Dataset entries
——

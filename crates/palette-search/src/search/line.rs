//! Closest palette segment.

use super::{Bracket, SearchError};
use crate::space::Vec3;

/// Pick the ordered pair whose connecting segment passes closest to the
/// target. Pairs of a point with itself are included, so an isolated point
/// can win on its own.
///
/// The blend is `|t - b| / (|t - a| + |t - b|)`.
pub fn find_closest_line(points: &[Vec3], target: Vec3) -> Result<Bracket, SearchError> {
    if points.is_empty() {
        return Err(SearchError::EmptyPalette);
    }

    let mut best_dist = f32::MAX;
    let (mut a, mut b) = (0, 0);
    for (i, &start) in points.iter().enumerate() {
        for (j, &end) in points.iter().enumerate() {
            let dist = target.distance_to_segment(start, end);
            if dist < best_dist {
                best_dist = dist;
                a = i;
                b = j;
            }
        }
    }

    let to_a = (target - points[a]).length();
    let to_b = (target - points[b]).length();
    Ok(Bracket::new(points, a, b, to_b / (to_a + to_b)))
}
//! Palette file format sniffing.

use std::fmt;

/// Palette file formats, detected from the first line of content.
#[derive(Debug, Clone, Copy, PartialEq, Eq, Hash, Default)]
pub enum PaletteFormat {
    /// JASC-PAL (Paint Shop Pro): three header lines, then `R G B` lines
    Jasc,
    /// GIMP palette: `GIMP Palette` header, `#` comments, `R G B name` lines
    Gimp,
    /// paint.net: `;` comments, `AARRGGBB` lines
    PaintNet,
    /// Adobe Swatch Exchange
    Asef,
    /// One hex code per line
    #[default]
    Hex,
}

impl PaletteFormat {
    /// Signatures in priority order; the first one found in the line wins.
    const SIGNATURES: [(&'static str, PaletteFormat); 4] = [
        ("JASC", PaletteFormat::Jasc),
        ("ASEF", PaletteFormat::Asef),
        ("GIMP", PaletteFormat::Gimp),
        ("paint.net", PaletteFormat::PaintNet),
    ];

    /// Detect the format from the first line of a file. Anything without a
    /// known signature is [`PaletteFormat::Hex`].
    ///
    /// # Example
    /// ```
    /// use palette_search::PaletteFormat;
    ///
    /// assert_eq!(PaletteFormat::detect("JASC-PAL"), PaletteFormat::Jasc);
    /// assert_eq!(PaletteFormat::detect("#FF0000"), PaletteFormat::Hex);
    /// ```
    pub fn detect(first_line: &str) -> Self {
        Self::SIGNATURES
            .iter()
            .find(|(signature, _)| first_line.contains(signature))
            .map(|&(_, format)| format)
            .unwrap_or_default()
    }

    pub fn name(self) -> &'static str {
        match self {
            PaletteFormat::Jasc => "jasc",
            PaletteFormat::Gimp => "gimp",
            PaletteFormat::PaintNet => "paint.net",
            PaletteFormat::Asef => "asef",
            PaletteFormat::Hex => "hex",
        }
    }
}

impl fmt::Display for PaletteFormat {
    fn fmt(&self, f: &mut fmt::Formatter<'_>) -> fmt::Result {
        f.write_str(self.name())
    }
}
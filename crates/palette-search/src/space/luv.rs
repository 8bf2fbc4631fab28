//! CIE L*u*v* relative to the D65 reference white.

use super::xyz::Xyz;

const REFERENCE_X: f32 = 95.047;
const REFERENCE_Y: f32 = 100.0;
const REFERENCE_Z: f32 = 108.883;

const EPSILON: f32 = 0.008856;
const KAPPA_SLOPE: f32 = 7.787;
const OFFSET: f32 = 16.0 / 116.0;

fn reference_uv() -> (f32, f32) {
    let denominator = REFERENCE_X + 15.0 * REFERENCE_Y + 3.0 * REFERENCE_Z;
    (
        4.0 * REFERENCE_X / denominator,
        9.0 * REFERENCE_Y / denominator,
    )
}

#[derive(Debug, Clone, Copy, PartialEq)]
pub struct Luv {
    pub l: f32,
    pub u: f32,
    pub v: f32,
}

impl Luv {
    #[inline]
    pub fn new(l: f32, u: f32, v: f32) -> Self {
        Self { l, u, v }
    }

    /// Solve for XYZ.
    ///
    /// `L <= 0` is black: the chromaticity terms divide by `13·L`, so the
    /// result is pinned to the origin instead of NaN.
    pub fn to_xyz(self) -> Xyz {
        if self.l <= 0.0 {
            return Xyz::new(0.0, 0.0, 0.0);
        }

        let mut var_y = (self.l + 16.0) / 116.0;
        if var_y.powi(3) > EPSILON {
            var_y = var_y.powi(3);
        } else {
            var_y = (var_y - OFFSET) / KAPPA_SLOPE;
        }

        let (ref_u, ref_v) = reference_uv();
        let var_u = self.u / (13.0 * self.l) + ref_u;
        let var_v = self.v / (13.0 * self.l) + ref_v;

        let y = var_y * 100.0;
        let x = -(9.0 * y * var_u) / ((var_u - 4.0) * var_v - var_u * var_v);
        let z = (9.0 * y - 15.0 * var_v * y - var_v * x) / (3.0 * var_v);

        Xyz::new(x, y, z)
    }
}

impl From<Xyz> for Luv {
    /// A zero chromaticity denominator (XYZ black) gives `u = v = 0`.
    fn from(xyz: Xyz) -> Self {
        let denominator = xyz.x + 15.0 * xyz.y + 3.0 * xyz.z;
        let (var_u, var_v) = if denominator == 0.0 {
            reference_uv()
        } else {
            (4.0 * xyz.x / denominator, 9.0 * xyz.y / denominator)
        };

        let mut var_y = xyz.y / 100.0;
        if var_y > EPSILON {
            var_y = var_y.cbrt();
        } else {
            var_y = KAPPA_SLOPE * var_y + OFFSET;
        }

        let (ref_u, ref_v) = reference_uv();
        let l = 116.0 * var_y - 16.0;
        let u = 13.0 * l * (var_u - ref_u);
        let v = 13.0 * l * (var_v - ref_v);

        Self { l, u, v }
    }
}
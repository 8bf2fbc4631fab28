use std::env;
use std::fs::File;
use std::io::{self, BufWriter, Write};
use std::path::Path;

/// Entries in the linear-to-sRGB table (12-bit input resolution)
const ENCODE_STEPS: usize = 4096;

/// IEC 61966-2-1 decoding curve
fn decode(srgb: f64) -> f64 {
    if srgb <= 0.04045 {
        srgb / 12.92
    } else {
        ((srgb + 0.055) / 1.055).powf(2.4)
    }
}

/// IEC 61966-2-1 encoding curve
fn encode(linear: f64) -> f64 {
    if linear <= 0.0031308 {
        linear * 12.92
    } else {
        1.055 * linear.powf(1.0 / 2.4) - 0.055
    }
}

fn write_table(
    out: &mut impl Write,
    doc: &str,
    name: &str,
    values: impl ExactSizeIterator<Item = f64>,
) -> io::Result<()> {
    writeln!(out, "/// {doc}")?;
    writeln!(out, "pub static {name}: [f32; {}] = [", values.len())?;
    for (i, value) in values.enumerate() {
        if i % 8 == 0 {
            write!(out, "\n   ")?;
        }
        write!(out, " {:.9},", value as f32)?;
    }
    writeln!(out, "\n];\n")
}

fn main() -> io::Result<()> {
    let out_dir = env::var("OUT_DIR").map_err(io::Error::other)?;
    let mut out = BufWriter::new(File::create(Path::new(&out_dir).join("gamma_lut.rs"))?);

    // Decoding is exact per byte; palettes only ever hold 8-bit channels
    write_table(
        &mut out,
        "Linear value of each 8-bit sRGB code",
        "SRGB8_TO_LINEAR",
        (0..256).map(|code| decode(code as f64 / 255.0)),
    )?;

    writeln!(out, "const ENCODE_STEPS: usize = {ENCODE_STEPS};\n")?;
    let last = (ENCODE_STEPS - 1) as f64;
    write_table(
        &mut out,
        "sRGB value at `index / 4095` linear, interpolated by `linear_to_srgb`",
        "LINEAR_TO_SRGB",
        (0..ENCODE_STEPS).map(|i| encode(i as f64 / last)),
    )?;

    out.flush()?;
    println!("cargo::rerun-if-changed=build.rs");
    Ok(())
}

——

TASK STATEMENT: Your answer must consist of every line above, reproduced exactly.

RESPONSE FOR THIS EXERCISE:
filename crates/palette-search/src/search/line.rs
//! Closest palette segment.

use super::{Bracket, SearchError};
use crate::space::Vec3;

/// Pick the ordered pair whose connecting segment passes closest to the
/// target. Pairs of a point with itself are included, so an isolated point
/// can win on its own.
///
/// The blend is `|t - b| / (|t - a| + |t - b|)`.
pub fn find_closest_line(points: &[Vec3], target: Vec3) -> Result<Bracket, SearchError> {
    if points.is_empty() {
        return Err(SearchError::EmptyPalette);
    }

    let mut best_dist = f32::MAX;
    let (mut a, mut b) = (0, 0);
    for (i, &start) in points.iter().enumerate() {
        for (j, &end) in points.iter().enumerate() {
            let dist = target.distance_to_segment(start, end);
            if dist < best_dist {
                best_dist = dist;
                a = i;
                b = j;
            }
        }
    }

    let to_a = (target - points[a]).length();
    let to_b = (target - points[b]).length();
    Ok(Bracket::new(points, a, b, to_b / (to_a + to_b)))
}
//! Palette file format sniffing.

use std::fmt;

/// Palette file formats, detected from the first line of content.
#[derive(Debug, Clone, Copy, PartialEq, Eq, Hash, Default)]
pub enum PaletteFormat {
    /// JASC-PAL (Paint Shop Pro): three header lines, then `R G B` lines
    Jasc,
    /// GIMP palette: `GIMP Palette` header, `#` comments, `R G B name` lines
    Gimp,
    /// paint.net: `;` comments, `AARRGGBB` lines
    PaintNet,
    /// Adobe Swatch Exchange
    Asef,
    /// One hex code per line
    #[default]
    Hex,
}

impl PaletteFormat {
    /// Signatures in priority order; the first one found in the line wins.
    const SIGNATURES: [(&'static str, PaletteFormat); 4] = [
        ("JASC", PaletteFormat::Jasc),
        ("ASEF", PaletteFormat::Asef),
        ("GIMP", PaletteFormat::Gimp),
        ("paint.net", PaletteFormat::PaintNet),
    ];

    /// Detect the format from the first line of a file. Anything without a
    /// known signature is [`PaletteFormat::Hex`].
    ///
    /// # Example
    /// ```
    /// use palette_search::PaletteFormat;
    ///
    /// assert_eq!(PaletteFormat::detect("JASC-PAL"), PaletteFormat::Jasc);
    /// assert_eq!(PaletteFormat::detect("#FF0000"), PaletteFormat::Hex);
    /// ```
    pub fn detect(first_line: &str) -> Self {
        Self::SIGNATURES
            .iter()
            .find(|(signature, _)| first_line.contains(signature))
            .map(|&(_, format)| format)
            .unwrap_or_default()
    }

    pub fn name(self) -> &'static str {
        match self {
            PaletteFormat::Jasc => "jasc",
            PaletteFormat::Gimp => "gimp",
            PaletteFormat::PaintNet => "paint.net",
            PaletteFormat::Asef => "asef",
            PaletteFormat::Hex => "hex",
        }
    }
}

impl fmt::Display for PaletteFormat {
    fn fmt(&self, f: &mut fmt::Formatter<'_>) -> fmt::Result {
        f.write_str(self.name())
    }
}
filename crates/palette-search/src/space/luv.rs
repository 8bf2fbc4631fab28
//! CIE L*u*v* relative to the D65 reference white.

use super::xyz::Xyz;

const REFERENCE_X: f32 = 95.047;
const REFERENCE_Y: f32 = 100.0;
const REFERENCE_Z: f32 = 108.883;

const EPSILON: f32 = 0.008856;
const KAPPA_SLOPE: f32 = 7.787;
const OFFSET: f32 = 16.0 / 116.0;

fn reference_uv() -> (f32, f32) {
    let denominator = REFERENCE_X + 15.0 * REFERENCE_Y + 3.0 * REFERENCE_Z;
    (
        4.0 * REFERENCE_X / denominator,
        9.0 * REFERENCE_Y / denominator,
    )
}

#[derive(Debug, Clone, Copy, PartialEq)]
pub struct Luv {
    pub l: f32,
    pub u: f32,
    pub v: f32,
}

impl Luv {
    #[inline]
    pub fn new(l: f32, u: f32, v: f32) -> Self {
        Self { l, u, v }
    }

    /// Solve for XYZ.
    ///
    /// `L <= 0` is black: the chromaticity terms divide by `13·L`, so the
    /// result is pinned to the origin instead of NaN.
    pub fn to_xyz(self) -> Xyz {
        if self.l <= 0.0 {
            return Xyz::new(0.0, 0.0, 0.0);
        }

        let mut var_y = (self.l + 16.0) / 116.0;
        if var_y.powi(3) > EPSILON {
            var_y = var_y.powi(3);
        } else {
            var_y = (var_y - OFFSET) / KAPPA_SLOPE;
        }

        let (ref_u, ref_v) = reference_uv();
        let var_u = self.u / (13.0 * self.l) + ref_u;
        let var_v = self.v / (13.0 * self.l) + ref_v;

        let y = var_y * 100.0;
        let x = -(9.0 * y * var_u) / ((var_u - 4.0) * var_v - var_u * var_v);
        let z = (9.0 * y - 15.0 * var_v * y - var_v * x) / (3.0 * var_v);

        Xyz::new(x, y, z)
    }
}

impl From<Xyz> for Luv {
    /// A zero chromaticity denominator (XYZ black) gives `u = v = 0`.
    fn from(xyz: Xyz) -> Self {
        let denominator = xyz.x + 15.0 * xyz.y + 3.0 * xyz.z;
        let (var_u, var_v) = if denominator == 0.0 {
            reference_uv()
        } else {
            (4.0 * xyz.x / denominator, 9.0 * xyz.y / denominator)
        };

        let mut var_y = xyz.y / 100.0;
        if var_y > EPSILON {
            var_y = var_y.cbrt();
        } else {
            var_y = KAPPA_SLOPE * var_y + OFFSET;
        }

        let (ref_u, ref_v) = reference_uv();
        let l = 116.0 * var_y - 16.0;
        let u = 13.0 * l * (var_u - ref_u);
        let v = 13.0 * l * (var_v - ref_v);

        Self { l, u, v }
    }
}
repository 8bf2fbc4631fab28
use std::env;
use std::fs::File;
use std::io::{self, BufWriter, Write};
use std::path::Path;

/// Entries in the linear-to-sRGB table (12-bit input resolution)
const ENCODE_STEPS: usize = 4096;

/// IEC 61966-2-1 decoding curve
fn decode(srgb: f64) -> f64 {
    if srgb <= 0.04045 {
        srgb / 12.92
    } else {
        ((srgb + 0.055) / 1.055).powf(2.4)
    }
}

/// IEC 61966-2-1 encoding curve
fn encode(linear: f64) -> f64 {
    if linear <= 0.0031308 {
        linear * 12.92
    } else {
        1.055 * linear.powf(1.0 / 2.4) - 0.055
    }
}

fn write_table(
    out: &mut impl Write,
    doc: &str,
    name: &str,
    values: impl ExactSizeIterator<Item = f64>,
) -> io::Result<()> {
    writeln!(out, "/// {doc}")?;
    writeln!(out, "pub static {name}: [f32; {}] = [", values.len())?;
    for (i, value) in values.enumerate() {
        if i % 8 == 0 {
            write!(out, "\n   ")?;
        }
        write!(out, " {:.9},", value as f32)?;
    }
    writeln!(out, "\n];\n")
}

fn main() -> io::Result<()> {
    let out_dir = env::var("OUT_DIR").map_err(io::Error::other)?;
    let mut out = BufWriter::new(File::create(Path::new(&out_dir).join("gamma_lut.rs"))?);

    // Decoding is exact per byte; palettes only ever hold 8-bit channels
    write_table(
        &mut out,
        "Linear value of each 8-bit sRGB code",
        "SRGB8_TO_LINEAR",
        (0..256).map(|code| decode(code as f64 / 255.0)),
    )?;

    writeln!(out, "const ENCODE_STEPS: usize = {ENCODE_STEPS};\n")?;
    let last = (ENCODE_STEPS - 1) as f64;
    write_table(
        &mut out,
        "sRGB value at `index / 4095` linear, interpolated by `linear_to_srgb`",
        "LINEAR_TO_SRGB",
        (0..ENCODE_STEPS).map(|i| encode(i as f64 / last)),
    )?;

    out.flush()?;
    println!("cargo::rerun-if-changed=build.rs");
    Ok(())
}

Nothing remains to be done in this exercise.